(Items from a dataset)
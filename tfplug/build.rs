fn main() -> Result<(), Box<dyn std::error::Error>> {
    println!("cargo:rerun-if-changed=proto/tfplugin6.proto");

    tonic_build::configure()
        .build_client(false)
        .compile_protos(&["proto/tfplugin6.proto"], &["proto"])?;

    Ok(())
}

### Task instructions
Go through the records above and copy each one exactly.

### Solution to this task
filename tfplug/build.rs
fn main() -> Result<(), Box<dyn std::error::Error>> {
    println!("cargo:rerun-if-changed=proto/tfplugin6.proto");

    tonic_build::configure()
        .build_client(false)
        .compile_protos(&["proto/tfplugin6.proto"], &["proto"])?;

    Ok(())
}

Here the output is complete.